> _Assignment_
Word for word, restate the lines of the data from the first through the one containing "use crate::diagnosis::XrayClassifier;", and nothing else.

(Data extracted from a collection)
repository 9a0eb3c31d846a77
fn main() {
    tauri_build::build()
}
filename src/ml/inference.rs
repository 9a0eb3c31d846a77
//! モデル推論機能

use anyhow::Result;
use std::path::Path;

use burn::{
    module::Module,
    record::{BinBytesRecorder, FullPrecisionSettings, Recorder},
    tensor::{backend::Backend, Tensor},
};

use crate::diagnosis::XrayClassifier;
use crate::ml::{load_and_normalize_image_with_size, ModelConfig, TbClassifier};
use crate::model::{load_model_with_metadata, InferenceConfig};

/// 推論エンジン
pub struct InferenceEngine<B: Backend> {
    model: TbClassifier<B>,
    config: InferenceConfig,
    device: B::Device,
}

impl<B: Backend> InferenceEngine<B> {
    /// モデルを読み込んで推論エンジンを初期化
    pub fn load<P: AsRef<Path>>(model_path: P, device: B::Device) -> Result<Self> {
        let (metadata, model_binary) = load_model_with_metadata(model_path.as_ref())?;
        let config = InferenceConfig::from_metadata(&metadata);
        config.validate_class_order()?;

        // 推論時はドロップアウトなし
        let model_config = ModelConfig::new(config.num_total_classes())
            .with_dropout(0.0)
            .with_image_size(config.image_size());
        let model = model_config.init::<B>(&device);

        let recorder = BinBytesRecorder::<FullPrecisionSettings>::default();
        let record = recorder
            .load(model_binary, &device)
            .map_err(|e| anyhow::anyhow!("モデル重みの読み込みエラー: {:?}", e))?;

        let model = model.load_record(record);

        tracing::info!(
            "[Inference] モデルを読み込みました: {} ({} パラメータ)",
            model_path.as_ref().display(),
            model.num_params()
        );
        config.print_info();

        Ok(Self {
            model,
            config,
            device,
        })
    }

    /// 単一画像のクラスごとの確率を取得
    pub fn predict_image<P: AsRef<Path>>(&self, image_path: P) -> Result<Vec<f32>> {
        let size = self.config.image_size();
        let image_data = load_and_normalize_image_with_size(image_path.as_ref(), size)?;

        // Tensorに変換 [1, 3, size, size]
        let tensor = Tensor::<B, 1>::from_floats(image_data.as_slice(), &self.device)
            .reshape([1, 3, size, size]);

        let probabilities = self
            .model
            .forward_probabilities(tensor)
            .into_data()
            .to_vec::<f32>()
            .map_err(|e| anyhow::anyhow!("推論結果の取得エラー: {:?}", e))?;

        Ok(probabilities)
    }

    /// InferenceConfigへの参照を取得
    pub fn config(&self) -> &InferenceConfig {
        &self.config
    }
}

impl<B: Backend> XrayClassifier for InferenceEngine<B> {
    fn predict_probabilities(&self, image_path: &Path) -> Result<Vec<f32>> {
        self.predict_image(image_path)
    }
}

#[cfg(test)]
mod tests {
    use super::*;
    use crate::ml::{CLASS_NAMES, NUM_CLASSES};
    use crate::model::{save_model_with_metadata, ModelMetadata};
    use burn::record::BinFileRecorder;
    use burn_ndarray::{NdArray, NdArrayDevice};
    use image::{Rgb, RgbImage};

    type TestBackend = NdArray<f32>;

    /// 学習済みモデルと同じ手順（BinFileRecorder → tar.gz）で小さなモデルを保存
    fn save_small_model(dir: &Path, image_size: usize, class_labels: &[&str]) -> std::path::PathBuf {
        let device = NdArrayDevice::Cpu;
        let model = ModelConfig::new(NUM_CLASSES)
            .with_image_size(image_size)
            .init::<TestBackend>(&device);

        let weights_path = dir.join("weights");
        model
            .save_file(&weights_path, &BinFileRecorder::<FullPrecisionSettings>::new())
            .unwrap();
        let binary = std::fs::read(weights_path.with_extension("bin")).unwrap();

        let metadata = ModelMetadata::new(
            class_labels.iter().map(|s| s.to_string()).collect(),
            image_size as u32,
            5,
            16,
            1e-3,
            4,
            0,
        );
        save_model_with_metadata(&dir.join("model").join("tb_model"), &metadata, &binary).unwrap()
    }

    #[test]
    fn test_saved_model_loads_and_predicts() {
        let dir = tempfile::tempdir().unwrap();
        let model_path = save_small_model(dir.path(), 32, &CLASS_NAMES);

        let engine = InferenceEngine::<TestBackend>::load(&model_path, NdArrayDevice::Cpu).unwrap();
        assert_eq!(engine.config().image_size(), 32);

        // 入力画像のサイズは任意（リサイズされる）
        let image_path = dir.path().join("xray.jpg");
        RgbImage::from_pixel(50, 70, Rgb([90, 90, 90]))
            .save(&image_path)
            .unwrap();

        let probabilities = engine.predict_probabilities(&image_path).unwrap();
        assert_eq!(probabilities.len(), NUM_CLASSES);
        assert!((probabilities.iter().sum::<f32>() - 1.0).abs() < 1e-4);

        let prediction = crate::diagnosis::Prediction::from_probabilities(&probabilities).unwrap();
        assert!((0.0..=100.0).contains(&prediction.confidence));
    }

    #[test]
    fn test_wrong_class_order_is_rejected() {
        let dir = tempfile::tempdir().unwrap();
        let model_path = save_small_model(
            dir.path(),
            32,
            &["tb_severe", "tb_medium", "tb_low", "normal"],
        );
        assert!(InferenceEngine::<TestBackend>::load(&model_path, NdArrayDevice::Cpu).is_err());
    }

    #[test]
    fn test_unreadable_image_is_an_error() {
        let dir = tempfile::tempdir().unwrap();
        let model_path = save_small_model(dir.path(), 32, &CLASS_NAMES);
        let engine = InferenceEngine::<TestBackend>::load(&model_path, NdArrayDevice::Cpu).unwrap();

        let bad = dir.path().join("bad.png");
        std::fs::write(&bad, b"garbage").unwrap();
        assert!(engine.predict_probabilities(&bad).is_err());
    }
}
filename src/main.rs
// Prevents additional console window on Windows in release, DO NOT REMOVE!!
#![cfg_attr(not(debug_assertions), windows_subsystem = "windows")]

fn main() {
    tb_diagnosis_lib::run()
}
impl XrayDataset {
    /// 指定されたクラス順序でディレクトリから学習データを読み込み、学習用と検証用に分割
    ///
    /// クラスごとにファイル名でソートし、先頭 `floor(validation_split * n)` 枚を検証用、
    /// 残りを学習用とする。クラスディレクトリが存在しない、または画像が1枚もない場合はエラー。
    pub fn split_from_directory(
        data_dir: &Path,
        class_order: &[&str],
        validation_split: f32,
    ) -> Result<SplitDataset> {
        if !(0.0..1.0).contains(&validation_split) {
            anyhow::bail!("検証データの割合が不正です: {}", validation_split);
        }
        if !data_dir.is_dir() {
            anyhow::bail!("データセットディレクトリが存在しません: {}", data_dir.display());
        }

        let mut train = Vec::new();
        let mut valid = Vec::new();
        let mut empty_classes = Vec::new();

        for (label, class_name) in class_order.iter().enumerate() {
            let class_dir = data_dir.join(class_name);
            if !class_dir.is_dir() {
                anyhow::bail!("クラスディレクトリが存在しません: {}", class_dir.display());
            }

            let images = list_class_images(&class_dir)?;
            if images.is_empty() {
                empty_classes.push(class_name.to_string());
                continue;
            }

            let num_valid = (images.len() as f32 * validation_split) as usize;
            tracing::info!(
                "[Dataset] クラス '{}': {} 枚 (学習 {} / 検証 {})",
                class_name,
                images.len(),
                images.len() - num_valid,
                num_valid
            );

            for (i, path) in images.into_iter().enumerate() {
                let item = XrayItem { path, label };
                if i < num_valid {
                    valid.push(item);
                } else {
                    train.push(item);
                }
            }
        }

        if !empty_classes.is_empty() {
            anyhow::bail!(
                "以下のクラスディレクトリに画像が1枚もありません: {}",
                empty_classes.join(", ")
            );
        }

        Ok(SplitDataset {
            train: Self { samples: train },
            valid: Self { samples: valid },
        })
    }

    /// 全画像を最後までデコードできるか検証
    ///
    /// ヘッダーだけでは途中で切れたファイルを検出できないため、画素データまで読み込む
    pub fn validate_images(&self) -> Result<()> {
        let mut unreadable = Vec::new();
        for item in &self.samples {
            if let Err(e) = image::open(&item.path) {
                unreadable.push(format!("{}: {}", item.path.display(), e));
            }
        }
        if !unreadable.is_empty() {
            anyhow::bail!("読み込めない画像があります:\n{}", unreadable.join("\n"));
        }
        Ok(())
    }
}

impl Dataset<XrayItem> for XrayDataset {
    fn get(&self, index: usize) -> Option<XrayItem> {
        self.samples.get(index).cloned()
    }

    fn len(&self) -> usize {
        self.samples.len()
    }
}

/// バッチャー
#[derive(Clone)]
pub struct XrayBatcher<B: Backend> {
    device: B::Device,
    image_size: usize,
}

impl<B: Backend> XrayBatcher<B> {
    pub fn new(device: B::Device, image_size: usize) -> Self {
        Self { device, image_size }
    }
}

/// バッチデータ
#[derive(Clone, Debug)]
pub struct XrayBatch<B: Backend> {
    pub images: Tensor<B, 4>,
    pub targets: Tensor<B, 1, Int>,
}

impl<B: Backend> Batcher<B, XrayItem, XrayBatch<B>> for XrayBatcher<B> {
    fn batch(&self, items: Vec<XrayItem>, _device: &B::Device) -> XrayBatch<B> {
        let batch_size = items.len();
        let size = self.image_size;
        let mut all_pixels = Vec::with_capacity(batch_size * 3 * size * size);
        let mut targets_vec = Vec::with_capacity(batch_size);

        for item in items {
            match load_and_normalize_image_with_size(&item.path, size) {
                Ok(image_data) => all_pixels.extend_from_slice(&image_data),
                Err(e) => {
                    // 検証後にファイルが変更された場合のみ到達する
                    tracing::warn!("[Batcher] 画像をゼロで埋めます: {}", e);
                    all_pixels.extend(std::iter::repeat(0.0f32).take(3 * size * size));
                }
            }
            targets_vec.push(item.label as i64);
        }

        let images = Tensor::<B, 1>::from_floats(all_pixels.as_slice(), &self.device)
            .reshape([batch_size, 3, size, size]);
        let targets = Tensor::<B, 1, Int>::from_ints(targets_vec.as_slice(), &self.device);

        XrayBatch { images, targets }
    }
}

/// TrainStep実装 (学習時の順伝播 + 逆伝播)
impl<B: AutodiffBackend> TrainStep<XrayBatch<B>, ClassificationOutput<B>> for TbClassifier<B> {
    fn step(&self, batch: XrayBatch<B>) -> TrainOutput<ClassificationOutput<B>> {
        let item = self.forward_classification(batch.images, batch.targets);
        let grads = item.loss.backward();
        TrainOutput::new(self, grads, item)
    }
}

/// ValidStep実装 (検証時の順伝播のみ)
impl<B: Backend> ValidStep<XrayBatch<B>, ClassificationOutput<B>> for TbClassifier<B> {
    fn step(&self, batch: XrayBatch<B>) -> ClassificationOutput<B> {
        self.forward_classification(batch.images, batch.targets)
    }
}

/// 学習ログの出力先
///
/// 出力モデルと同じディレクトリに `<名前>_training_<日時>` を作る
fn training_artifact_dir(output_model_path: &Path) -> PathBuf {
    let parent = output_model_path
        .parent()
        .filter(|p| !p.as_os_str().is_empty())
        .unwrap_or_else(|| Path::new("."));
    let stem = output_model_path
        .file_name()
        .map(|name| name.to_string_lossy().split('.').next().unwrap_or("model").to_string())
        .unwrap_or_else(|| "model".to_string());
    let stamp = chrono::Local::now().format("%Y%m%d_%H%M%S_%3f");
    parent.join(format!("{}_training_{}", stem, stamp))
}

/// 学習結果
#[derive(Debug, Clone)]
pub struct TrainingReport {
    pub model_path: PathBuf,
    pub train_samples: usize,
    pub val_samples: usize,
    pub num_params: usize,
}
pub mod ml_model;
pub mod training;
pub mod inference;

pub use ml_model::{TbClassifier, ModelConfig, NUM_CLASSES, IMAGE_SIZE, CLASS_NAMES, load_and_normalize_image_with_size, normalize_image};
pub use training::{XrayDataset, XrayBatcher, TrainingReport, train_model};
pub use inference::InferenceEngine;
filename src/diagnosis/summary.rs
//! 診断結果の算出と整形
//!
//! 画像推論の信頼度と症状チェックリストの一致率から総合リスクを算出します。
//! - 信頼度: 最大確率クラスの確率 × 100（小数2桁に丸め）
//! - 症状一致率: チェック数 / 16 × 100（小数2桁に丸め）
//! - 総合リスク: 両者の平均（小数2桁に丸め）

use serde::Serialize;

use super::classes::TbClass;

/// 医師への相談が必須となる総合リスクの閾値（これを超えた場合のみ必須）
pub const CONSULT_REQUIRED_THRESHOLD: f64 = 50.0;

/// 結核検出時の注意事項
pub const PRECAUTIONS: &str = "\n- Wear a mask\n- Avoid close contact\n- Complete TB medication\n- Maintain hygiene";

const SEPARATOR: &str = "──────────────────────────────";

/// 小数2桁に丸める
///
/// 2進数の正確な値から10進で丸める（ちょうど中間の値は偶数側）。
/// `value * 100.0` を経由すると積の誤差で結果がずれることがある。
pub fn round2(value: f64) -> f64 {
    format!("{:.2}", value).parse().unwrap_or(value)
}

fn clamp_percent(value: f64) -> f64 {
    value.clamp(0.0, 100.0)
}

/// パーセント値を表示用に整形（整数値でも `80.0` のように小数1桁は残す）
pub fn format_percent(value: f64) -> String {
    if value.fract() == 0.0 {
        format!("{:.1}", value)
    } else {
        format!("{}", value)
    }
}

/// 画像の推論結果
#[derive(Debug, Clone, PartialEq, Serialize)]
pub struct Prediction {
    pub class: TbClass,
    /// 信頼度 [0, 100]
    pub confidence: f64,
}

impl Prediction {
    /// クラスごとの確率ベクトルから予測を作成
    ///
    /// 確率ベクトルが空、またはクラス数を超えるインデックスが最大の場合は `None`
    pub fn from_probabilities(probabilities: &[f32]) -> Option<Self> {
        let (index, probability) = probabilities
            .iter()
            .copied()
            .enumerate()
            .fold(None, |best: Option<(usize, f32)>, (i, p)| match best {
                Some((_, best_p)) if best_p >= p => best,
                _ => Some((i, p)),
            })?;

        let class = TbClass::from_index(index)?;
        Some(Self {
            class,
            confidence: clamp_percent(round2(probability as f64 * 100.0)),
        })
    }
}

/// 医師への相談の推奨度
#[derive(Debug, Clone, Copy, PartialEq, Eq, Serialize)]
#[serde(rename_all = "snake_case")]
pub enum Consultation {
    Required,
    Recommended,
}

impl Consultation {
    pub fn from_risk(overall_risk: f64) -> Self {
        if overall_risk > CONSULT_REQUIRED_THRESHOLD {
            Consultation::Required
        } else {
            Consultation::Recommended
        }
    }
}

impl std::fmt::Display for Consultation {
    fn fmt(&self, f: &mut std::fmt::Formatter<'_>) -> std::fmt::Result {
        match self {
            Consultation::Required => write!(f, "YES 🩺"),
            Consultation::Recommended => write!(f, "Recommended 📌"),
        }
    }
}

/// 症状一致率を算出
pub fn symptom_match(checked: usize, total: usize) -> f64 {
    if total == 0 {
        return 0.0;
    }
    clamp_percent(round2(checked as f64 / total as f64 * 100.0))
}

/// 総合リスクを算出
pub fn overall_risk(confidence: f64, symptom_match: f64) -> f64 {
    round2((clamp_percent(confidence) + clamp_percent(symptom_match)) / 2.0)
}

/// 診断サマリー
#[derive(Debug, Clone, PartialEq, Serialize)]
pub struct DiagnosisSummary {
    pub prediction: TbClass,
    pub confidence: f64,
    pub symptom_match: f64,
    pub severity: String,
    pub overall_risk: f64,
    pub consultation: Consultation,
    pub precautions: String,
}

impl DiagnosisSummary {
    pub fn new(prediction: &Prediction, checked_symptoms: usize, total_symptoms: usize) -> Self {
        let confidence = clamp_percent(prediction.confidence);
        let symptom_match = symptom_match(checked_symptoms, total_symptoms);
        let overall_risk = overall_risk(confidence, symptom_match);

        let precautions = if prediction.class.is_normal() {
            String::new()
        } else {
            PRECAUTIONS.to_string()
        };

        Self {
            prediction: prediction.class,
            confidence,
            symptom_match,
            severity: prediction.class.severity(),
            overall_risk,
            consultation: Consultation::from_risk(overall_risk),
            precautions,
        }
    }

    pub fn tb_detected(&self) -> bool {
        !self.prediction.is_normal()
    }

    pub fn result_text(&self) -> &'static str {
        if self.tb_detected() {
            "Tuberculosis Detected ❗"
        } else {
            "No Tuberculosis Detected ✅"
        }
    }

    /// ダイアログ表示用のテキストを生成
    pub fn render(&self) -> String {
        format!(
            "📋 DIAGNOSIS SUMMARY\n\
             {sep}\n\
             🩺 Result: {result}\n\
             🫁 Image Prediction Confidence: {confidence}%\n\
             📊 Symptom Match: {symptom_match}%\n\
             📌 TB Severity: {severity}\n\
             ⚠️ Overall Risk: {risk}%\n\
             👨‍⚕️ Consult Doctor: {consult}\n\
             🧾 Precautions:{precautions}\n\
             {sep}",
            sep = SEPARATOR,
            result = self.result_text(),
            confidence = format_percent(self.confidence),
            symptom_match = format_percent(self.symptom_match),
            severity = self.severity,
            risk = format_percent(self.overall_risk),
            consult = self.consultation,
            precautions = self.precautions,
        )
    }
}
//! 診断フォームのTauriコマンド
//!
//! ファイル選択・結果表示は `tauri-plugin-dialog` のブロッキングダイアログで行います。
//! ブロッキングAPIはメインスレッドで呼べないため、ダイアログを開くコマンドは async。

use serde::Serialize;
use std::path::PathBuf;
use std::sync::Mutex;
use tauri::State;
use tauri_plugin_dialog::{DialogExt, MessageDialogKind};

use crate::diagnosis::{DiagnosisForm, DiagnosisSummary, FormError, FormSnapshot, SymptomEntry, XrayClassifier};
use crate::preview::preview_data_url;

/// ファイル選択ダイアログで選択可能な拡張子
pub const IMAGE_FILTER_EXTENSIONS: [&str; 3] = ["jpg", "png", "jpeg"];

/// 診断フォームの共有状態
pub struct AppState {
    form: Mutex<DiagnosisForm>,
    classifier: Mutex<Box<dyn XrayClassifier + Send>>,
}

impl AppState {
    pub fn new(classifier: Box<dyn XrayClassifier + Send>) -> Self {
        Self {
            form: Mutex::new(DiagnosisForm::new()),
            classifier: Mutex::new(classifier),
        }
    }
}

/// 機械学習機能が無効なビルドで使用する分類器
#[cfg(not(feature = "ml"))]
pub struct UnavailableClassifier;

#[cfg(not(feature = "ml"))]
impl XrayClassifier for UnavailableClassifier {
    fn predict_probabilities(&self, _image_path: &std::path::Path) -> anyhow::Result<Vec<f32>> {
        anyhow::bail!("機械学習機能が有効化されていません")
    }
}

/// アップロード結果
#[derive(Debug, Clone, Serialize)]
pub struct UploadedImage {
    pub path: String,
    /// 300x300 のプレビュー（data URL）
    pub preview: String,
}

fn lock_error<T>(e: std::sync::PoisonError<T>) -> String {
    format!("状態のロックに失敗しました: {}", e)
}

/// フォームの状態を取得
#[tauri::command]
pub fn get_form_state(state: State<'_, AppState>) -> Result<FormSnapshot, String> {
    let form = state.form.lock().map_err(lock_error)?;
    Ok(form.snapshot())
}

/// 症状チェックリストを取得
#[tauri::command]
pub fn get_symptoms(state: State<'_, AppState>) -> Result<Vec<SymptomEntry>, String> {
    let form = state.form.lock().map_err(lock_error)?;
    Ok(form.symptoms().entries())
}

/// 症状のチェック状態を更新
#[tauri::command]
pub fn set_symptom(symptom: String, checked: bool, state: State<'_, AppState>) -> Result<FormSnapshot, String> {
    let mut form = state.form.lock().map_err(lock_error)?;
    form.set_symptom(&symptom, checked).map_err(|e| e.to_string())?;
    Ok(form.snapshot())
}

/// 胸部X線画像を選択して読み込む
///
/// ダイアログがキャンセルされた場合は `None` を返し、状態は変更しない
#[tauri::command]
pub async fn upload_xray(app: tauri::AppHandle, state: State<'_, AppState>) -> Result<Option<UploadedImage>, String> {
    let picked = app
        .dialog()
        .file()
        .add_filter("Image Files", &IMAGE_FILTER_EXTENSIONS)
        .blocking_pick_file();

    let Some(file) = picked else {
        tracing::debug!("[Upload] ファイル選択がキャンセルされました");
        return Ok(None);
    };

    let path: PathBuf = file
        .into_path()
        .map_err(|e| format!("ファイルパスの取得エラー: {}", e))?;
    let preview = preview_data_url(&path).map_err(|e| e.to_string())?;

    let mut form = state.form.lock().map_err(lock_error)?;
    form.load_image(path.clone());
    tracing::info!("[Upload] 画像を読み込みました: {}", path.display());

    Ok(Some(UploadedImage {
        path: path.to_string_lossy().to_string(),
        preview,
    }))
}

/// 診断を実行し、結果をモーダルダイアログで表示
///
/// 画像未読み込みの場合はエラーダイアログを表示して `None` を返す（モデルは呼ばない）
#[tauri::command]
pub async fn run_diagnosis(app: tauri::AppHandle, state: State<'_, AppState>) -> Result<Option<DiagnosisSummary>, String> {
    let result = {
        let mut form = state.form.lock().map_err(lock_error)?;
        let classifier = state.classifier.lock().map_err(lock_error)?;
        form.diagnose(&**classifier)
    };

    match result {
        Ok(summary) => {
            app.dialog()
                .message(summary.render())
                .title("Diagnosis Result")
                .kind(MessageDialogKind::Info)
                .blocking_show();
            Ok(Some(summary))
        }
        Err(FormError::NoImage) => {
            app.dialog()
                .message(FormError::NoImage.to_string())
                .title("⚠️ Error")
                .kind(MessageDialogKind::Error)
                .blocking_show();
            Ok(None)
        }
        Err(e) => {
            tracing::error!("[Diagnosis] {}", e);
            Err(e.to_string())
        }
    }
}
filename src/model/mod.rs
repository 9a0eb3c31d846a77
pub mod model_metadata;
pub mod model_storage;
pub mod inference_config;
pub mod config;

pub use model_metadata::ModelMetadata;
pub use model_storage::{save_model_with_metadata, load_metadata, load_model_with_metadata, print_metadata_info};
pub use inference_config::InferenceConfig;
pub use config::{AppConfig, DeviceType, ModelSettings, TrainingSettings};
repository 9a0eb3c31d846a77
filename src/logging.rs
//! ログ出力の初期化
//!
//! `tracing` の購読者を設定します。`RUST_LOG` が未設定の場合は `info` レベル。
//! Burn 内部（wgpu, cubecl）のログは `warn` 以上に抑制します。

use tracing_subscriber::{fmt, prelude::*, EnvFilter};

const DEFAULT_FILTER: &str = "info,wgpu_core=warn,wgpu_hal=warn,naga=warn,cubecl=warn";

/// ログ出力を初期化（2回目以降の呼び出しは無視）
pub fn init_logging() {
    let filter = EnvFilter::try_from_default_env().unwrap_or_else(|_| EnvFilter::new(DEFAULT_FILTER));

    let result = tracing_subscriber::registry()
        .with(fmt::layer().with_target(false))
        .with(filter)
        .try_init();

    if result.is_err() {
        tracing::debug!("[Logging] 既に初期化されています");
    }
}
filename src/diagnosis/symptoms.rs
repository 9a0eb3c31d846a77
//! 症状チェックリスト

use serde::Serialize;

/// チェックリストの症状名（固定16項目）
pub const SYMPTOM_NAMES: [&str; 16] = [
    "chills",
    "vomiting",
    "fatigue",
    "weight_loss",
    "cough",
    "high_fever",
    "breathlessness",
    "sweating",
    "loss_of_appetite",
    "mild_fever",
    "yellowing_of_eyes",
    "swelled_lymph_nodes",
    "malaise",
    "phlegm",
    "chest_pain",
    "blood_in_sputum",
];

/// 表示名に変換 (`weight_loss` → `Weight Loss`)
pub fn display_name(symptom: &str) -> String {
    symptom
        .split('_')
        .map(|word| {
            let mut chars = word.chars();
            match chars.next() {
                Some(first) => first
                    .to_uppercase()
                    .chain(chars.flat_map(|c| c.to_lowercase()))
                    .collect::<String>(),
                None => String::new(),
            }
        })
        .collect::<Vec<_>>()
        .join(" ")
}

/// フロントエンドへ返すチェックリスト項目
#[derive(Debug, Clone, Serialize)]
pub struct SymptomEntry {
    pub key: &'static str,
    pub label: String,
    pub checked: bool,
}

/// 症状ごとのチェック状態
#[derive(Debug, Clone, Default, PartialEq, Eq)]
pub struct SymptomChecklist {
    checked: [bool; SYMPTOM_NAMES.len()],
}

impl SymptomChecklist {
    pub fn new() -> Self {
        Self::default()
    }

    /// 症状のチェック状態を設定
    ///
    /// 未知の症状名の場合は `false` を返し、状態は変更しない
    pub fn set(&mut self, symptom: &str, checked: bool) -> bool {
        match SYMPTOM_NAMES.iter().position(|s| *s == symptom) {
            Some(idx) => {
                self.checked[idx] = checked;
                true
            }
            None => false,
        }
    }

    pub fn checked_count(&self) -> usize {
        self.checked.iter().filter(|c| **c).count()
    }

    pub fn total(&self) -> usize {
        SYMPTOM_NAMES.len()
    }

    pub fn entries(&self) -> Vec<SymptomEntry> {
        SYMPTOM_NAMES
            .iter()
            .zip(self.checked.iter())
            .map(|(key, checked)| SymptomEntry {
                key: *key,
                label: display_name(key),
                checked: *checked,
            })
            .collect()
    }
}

> _Solution_
repository 9a0eb3c31d846a77
fn main() {
    tauri_build::build()
}
filename src/ml/inference.rs
repository 9a0eb3c31d846a77
//! モデル推論機能

use anyhow::Result;
use std::path::Path;

use burn::{
    module::Module,
    record::{BinBytesRecorder, FullPrecisionSettings, Recorder},
    tensor::{backend::Backend, Tensor},
};

use crate::diagnosis::XrayClassifier;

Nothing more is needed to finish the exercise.